Please transcribe every record below exactly as written.

[Information Boundary: Start]

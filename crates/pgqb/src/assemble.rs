//! Statement assembly.
//!
//! [`assemble`] turns an owned [`Clauses`] into SQL text plus its bound
//! parameters. It never touches a connection, so everything here is testable
//! without a database.

use crate::clauses::{Action, Clauses};
use crate::error::{QbError, QbResult};
use crate::value::Value;

/// Final SQL text and its positional parameters.
#[derive(Debug, Clone, PartialEq)]
pub struct Statement {
    pub sql: String,
    pub params: Vec<Value>,
}

impl Statement {
    pub fn sql(&self) -> &str {
        &self.sql
    }

    pub fn params(&self) -> &[Value] {
        &self.params
    }
}

/// Render `clauses` into a [`Statement`].
///
/// Raw SQL is returned as-is. Otherwise the statement is rendered for the
/// configured action; with no action the result is [`QbError::UnknownAction`].
pub fn assemble(clauses: Clauses) -> QbResult<Statement> {
    if let Some(err) = clauses.build_error {
        return Err(QbError::validation(err));
    }
    if let Some(sql) = clauses.raw.clone() {
        return Ok(Statement {
            sql,
            params: clauses.params,
        });
    }

    let sql = match clauses.action {
        Some(Action::Select) => build_select(&clauses),
        Some(Action::Insert) => build_insert(&clauses),
        Some(Action::Update) => build_update(&clauses)?,
        Some(Action::Delete) => build_delete(&clauses),
        None => return Err(QbError::UnknownAction),
    };

    Ok(Statement {
        sql,
        params: clauses.params,
    })
}

fn push_target(sql: &mut String, c: &Clauses) {
    sql.push_str(&c.table);
    if let Some(alias) = &c.alias {
        sql.push_str(" AS ");
        sql.push_str(alias);
    }
}

fn push_filter(sql: &mut String, c: &Clauses) {
    if !c.filter.is_empty() {
        sql.push_str(" WHERE ");
        sql.push_str(&c.filter);
    }
}

fn build_select(c: &Clauses) -> String {
    let mut sql = String::from("SELECT ");

    if !c.columns.is_empty() {
        sql.push_str(&c.columns.join(", "));
    } else if let Some(alias) = &c.alias {
        sql.push_str(alias);
        sql.push_str(".*");
    } else {
        sql.push('*');
    }

    sql.push_str(" FROM ");
    push_target(&mut sql, c);

    for join in &c.joins {
        sql.push(' ');
        sql.push_str(join);
    }

    push_filter(&mut sql, c);

    if let Some(group) = &c.group_by {
        sql.push(' ');
        sql.push_str(group);
    }

    if !c.having.is_empty() {
        sql.push_str(" HAVING ");
        sql.push_str(&c.having);
    }

    if !c.order_by.is_empty() {
        sql.push_str(" ORDER BY ");
        sql.push_str(&c.order_by.join(", "));
    }

    if c.offset > 0 {
        sql.push_str(&format!(" OFFSET {}", c.offset));
    }

    if c.limit > 0 {
        sql.push_str(&format!(" LIMIT {}", c.limit));
    }

    sql
}

fn build_insert(c: &Clauses) -> String {
    let mut sql = String::from("INSERT INTO ");
    push_target(&mut sql, c);

    let cols: Vec<String> = match &c.alias {
        Some(alias) => c.columns.iter().map(|col| format!("{alias}.{col}")).collect(),
        None => c.columns.clone(),
    };
    let placeholders: Vec<String> = (1..=c.params.len()).map(|i| format!("${i}")).collect();

    sql.push_str(&format!(
        " ({}) VALUES ({})",
        cols.join(", "),
        placeholders.join(", ")
    ));
    sql
}

fn build_update(c: &Clauses) -> QbResult<String> {
    if c.columns.len() > c.params.len() {
        return Err(QbError::TooManyArgs {
            columns: c.columns.len(),
            params: c.params.len(),
        });
    }

    let mut sql = String::from("UPDATE ");
    push_target(&mut sql, c);

    let sets: Vec<String> = c
        .columns
        .iter()
        .enumerate()
        .map(|(i, col)| format!("{col} = ${}", i + 1))
        .collect();
    sql.push_str(" SET ");
    sql.push_str(&sets.join(", "));

    push_filter(&mut sql, c);
    Ok(sql)
}

fn build_delete(c: &Clauses) -> String {
    let mut sql = String::from("DELETE FROM ");
    sql.push_str(&c.table);
    push_filter(&mut sql, c);
    sql
}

[Information Boundary: End]

* Solution for this problem *
filename crates/pgqb/src/assemble.rs
//! Statement assembly.
//!
//! [`assemble`] turns an owned [`Clauses`] into SQL text plus its bound
//! parameters. It never touches a connection, so everything here is testable
//! without a database.

use crate::clauses::{Action, Clauses};
use crate::error::{QbError, QbResult};
use crate::value::Value;

/// Final SQL text and its positional parameters.
#[derive(Debug, Clone, PartialEq)]
pub struct Statement {
    pub sql: String,
    pub params: Vec<Value>,
}

impl Statement {
    pub fn sql(&self) -> &str {
        &self.sql
    }

    pub fn params(&self) -> &[Value] {
        &self.params
    }
}

/// Render `clauses` into a [`Statement`].
///
/// Raw SQL is returned as-is. Otherwise the statement is rendered for the
/// configured action; with no action the result is [`QbError::UnknownAction`].
pub fn assemble(clauses: Clauses) -> QbResult<Statement> {
    if let Some(err) = clauses.build_error {
        return Err(QbError::validation(err));
    }
    if let Some(sql) = clauses.raw.clone() {
        return Ok(Statement {
            sql,
            params: clauses.params,
        });
    }

    let sql = match clauses.action {
        Some(Action::Select) => build_select(&clauses),
        Some(Action::Insert) => build_insert(&clauses),
        Some(Action::Update) => build_update(&clauses)?,
        Some(Action::Delete) => build_delete(&clauses),
        None => return Err(QbError::UnknownAction),
    };

    Ok(Statement {
        sql,
        params: clauses.params,
    })
}

fn push_target(sql: &mut String, c: &Clauses) {
    sql.push_str(&c.table);
    if let Some(alias) = &c.alias {
        sql.push_str(" AS ");
        sql.push_str(alias);
    }
}

fn push_filter(sql: &mut String, c: &Clauses) {
    if !c.filter.is_empty() {
        sql.push_str(" WHERE ");
        sql.push_str(&c.filter);
    }
}

fn build_select(c: &Clauses) -> String {
    let mut sql = String::from("SELECT ");

    if !c.columns.is_empty() {
        sql.push_str(&c.columns.join(", "));
    } else if let Some(alias) = &c.alias {
        sql.push_str(alias);
        sql.push_str(".*");
    } else {
        sql.push('*');
    }

    sql.push_str(" FROM ");
    push_target(&mut sql, c);

    for join in &c.joins {
        sql.push(' ');
        sql.push_str(join);
    }

    push_filter(&mut sql, c);

    if let Some(group) = &c.group_by {
        sql.push(' ');
        sql.push_str(group);
    }

    if !c.having.is_empty() {
        sql.push_str(" HAVING ");
        sql.push_str(&c.having);
    }

    if !c.order_by.is_empty() {
        sql.push_str(" ORDER BY ");
        sql.push_str(&c.order_by.join(", "));
    }

    if c.offset > 0 {
        sql.push_str(&format!(" OFFSET {}", c.offset));
    }

    if c.limit > 0 {
        sql.push_str(&format!(" LIMIT {}", c.limit));
    }

    sql
}

fn build_insert(c: &Clauses) -> String {
    let mut sql = String::from("INSERT INTO ");
    push_target(&mut sql, c);

    let cols: Vec<String> = match &c.alias {
        Some(alias) => c.columns.iter().map(|col| format!("{alias}.{col}")).collect(),
        None => c.columns.clone(),
    };
    let placeholders: Vec<String> = (1..=c.params.len()).map(|i| format!("${i}")).collect();

    sql.push_str(&format!(
        " ({}) VALUES ({})",
        cols.join(", "),
        placeholders.join(", ")
    ));
    sql
}

fn build_update(c: &Clauses) -> QbResult<String> {
    if c.columns.len() > c.params.len() {
        return Err(QbError::TooManyArgs {
            columns: c.columns.len(),
            params: c.params.len(),
        });
    }

    let mut sql = String::from("UPDATE ");
    push_target(&mut sql, c);

    let sets: Vec<String> = c
        .columns
        .iter()
        .enumerate()
        .map(|(i, col)| format!("{col} = ${}", i + 1))
        .collect();
    sql.push_str(" SET ");
    sql.push_str(&sets.join(", "));

    push_filter(&mut sql, c);
    Ok(sql)
}

fn build_delete(c: &Clauses) -> String {
    let mut sql = String::from("DELETE FROM ");
    sql.push_str(&c.table);
    push_filter(&mut sql, c);
    sql
}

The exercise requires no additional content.